Care contradictions: higher charges and fewer services 2007
www.counselandcare.org.uk/influence/publications
 これによると、自治体によって違いはあるものの、昨年に比べ、状況はサービス利用者にとって悪化している。予防重視の国の政策に反して、調査対象の15%の自治体が財政難から2007年に入って資格要件をさらに厳しくした。70%の自治体が4段階のレベルのクリティカルとサブスタンシャルのみを資格要件にしている。中程度、低レベルのケアが必要な人はますます自治体の資格要件からはずれ、民間非営利組織に紹介されるか、独自に民間企業などのサービスをアレンジすることになっている。懸念されることに、12%の自治体ではクリティカルのみを資格要件にしている。
 重度の集中的なケアが必要で自治体の資格要件に合う人の場合でも、その利用料金の値上げが本人や家族の生活を圧迫しているという。カウンセル・アンド・ケアはケア制度の破綻を招かないためには、予防的サービスのため緊急に財源を確保する必要があるとうったえている。

<203> 児童・学校・家庭省が設置される

 2007年6月27日、ご存知のようにブレア首相の退任後、ブラウン氏が首相に就任し内閣も再編された。この再編で、教育技能省が「イノベーション・大学・職業技能省」と19歳までの児童・青少年全般に責任を持つ「児童・学校・家庭省」に分割されたことは注目すべきである。
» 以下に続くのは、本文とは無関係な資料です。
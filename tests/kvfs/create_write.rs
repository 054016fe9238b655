use mosaicfs::fs::{dispatch, file, OpenFlags};
use mosaicfs::ErrorKind;

use crate::common;

#[tokio::test]
async fn test_create_write_read() {
    let fs = common::new_fs().await;
    common::write_file(&fs, "foo", b"hello world").await;

    let info = dispatch::stat(&fs, "foo").await.unwrap();
    assert_eq!(info.size, 11);
    assert!(!info.is_dir());

    let mut handle = dispatch::open(&fs, "foo").await.unwrap();
    let mut contents = vec![0u8; 11];
    let mut filled = 0;
    while filled < contents.len() {
        let n = handle.read(&mut contents[filled..]).await.unwrap();
        assert!(n > 0);
        filled += n;
    }
    assert_eq!(contents, b"hello world");
    assert_eq!(handle.read(&mut [0u8; 4]).await.unwrap(), 0);
    handle.close().await.unwrap();
}

#[tokio::test]
async fn test_truncate_flag_discards_contents() {
    let fs = common::new_fs().await;
    common::write_file(&fs, "foo", b"hello world").await;

    let flags = OpenFlags::READ_WRITE | OpenFlags::TRUNCATE;
    let mut handle = dispatch::open_file(&fs, "foo", flags, common::perm(0)).await.unwrap();
    file::write(handle.as_mut(), b"hi").await.unwrap();
    handle.close().await.unwrap();

    assert_eq!(common::read_file(&fs, "foo").await, b"hi");
    assert_eq!(dispatch::stat(&fs, "foo").await.unwrap().size, 2);
}

#[tokio::test]
async fn test_write_at_past_end_zero_fills() {
    let fs = common::new_fs().await;
    let mut handle = dispatch::create(&fs, "g").await.unwrap();
    let written = file::write_at(handle.as_mut(), b"hello", 5).await.unwrap();
    assert_eq!(written, 5);
    handle.close().await.unwrap();

    let contents = common::read_file(&fs, "g").await;
    assert_eq!(contents, b"\0\0\0\0\0hello");
    assert_eq!(dispatch::stat(&fs, "g").await.unwrap().size, 10);
}

#[tokio::test]
async fn test_write_at_overlapping_existing() {
    let fs = common::new_fs().await;
    common::write_file(&fs, "f", b"abcdef").await;

    let flags = OpenFlags::READ_WRITE;
    let mut handle = dispatch::open_file(&fs, "f", flags, common::perm(0)).await.unwrap();
    file::write_at(handle.as_mut(), b"XY", 2).await.unwrap();
    let mut readback = [0u8; 2];
    assert_eq!(file::read_at(handle.as_ref(), &mut readback, 2).await.unwrap(), 2);
    assert_eq!(&readback, b"XY");
    handle.close().await.unwrap();

    assert_eq!(common::read_file(&fs, "f").await, b"abXYef");
}

#[tokio::test]
async fn test_append_writes_go_to_end() {
    let fs = common::new_fs().await;
    common::write_file(&fs, "log", b"one").await;

    let flags = OpenFlags::WRITE_ONLY | OpenFlags::APPEND;
    let mut handle = dispatch::open_file(&fs, "log", flags, common::perm(0)).await.unwrap();
    file::write(handle.as_mut(), b"-two").await.unwrap();
    file::write(handle.as_mut(), b"-three").await.unwrap();
    handle.close().await.unwrap();

    assert_eq!(common::read_file(&fs, "log").await, b"one-two-three");
}

#[tokio::test]
async fn test_truncate_handle_grows_and_shrinks() {
    let fs = common::new_fs().await;
    common::write_file(&fs, "t", b"abcdef").await;

    let mut handle =
        dispatch::open_file(&fs, "t", OpenFlags::READ_WRITE, common::perm(0)).await.unwrap();
    file::truncate(handle.as_mut(), 3).await.unwrap();
    handle.close().await.unwrap();
    assert_eq!(common::read_file(&fs, "t").await, b"abc");

    let mut handle =
        dispatch::open_file(&fs, "t", OpenFlags::READ_WRITE, common::perm(0)).await.unwrap();
    file::truncate(handle.as_mut(), 5).await.unwrap();
    handle.close().await.unwrap();
    assert_eq!(common::read_file(&fs, "t").await, b"abc\0\0");
}

#[tokio::test]
async fn test_create_requires_existing_parent() {
    let fs = common::new_fs().await;
    let err = dispatch::create(&fs, "missing/child").await.unwrap_err();
    assert!(err.is(ErrorKind::NotExist));
}

#[tokio::test]
async fn test_exclusive_create_rejects_existing() {
    let fs = common::new_fs().await;
    common::write_file(&fs, "f", b"x").await;

    let flags = OpenFlags::READ_WRITE | OpenFlags::CREATE | OpenFlags::EXCLUSIVE;
    let err = dispatch::open_file(&fs, "f", flags, common::perm(0o644)).await.unwrap_err();
    assert!(err.is(ErrorKind::Exist));
}

#[tokio::test]
async fn test_open_missing_without_create() {
    let fs = common::new_fs().await;
    let err = dispatch::open(&fs, "nope").await.unwrap_err();
    assert!(err.is(ErrorKind::NotExist));
    let wrapper = err.as_path_error().expect("path context");
    assert_eq!(wrapper.op, "open");
    assert_eq!(wrapper.path, "nope");
}

#[tokio::test]
async fn test_open_directory_for_write_rejected() {
    let fs = common::new_fs().await;
    dispatch::mkdir(&fs, "d", common::perm(0o755)).await.unwrap();

    let err = dispatch::open_file(&fs, "d", OpenFlags::WRITE_ONLY, common::perm(0))
        .await
        .unwrap_err();
    assert!(err.is(ErrorKind::IsDir));

    let err = dispatch::create(&fs, "d").await.unwrap_err();
    assert!(err.is(ErrorKind::IsDir));
}

#[tokio::test]
async fn test_read_only_handle_rejects_writes() {
    let fs = common::new_fs().await;
    common::write_file(&fs, "f", b"x").await;

    let mut handle = dispatch::open(&fs, "f").await.unwrap();
    let err = file::write(handle.as_mut(), b"y").await.unwrap_err();
    assert!(err.is(ErrorKind::NotImplemented));
    handle.close().await.unwrap();
}

#[tokio::test]
async fn test_write_only_handle_rejects_reads() {
    let fs = common::new_fs().await;
    common::write_file(&fs, "f", b"x").await;

    let mut handle =
        dispatch::open_file(&fs, "f", OpenFlags::WRITE_ONLY, common::perm(0)).await.unwrap();
    let err = handle.read(&mut [0u8; 1]).await.unwrap_err();
    assert!(err.is(ErrorKind::Permission));
    handle.close().await.unwrap();
}

#[tokio::test]
async fn test_closed_handle_rejects_everything() {
    let fs = common::new_fs().await;
    common::write_file(&fs, "f", b"x").await;

    let mut handle = dispatch::open(&fs, "f").await.unwrap();
    handle.close().await.unwrap();

    let err = handle.read(&mut [0u8; 1]).await.unwrap_err();
    assert!(err.is(ErrorKind::Closed));
    let err = handle.close().await.unwrap_err();
    assert!(err.is(ErrorKind::Closed));
    let err = handle.stat().await.unwrap_err();
    assert!(err.is(ErrorKind::Closed));
}

#[tokio::test]
async fn test_conflicting_access_modes_invalid() {
    let fs = common::new_fs().await;
    let flags = OpenFlags::WRITE_ONLY | OpenFlags::READ_WRITE;
    let err = dispatch::open_file(&fs, "f", flags, common::perm(0)).await.unwrap_err();
    assert!(err.is(ErrorKind::Invalid));
}

#[tokio::test]
async fn test_invalid_paths_rejected() {
    let fs = common::new_fs().await;
    for bad in ["", "/abs", "a//b", "a/../b", "trailing/", "back\\slash"] {
        let err = dispatch::open(&fs, bad).await.unwrap_err();
        assert!(err.is(ErrorKind::Invalid), "path {bad:?} should be invalid");
    }
}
 児童・学校・家庭省www.dcsf.gov.ukは教育と児童福祉に加え、内務省の反社会的行動への対策であるリスペクト・アジェンダや保健省の児童保健などの事業も引き継ぐという。同省大臣にはブラウン首相の腹心の友、エド・ボールズ氏が任命された。障害のある児童を支援する民間非営利組織はそろって同省設置と障害児福祉に功績のあるボールズ氏の就任を朗報と歓迎している。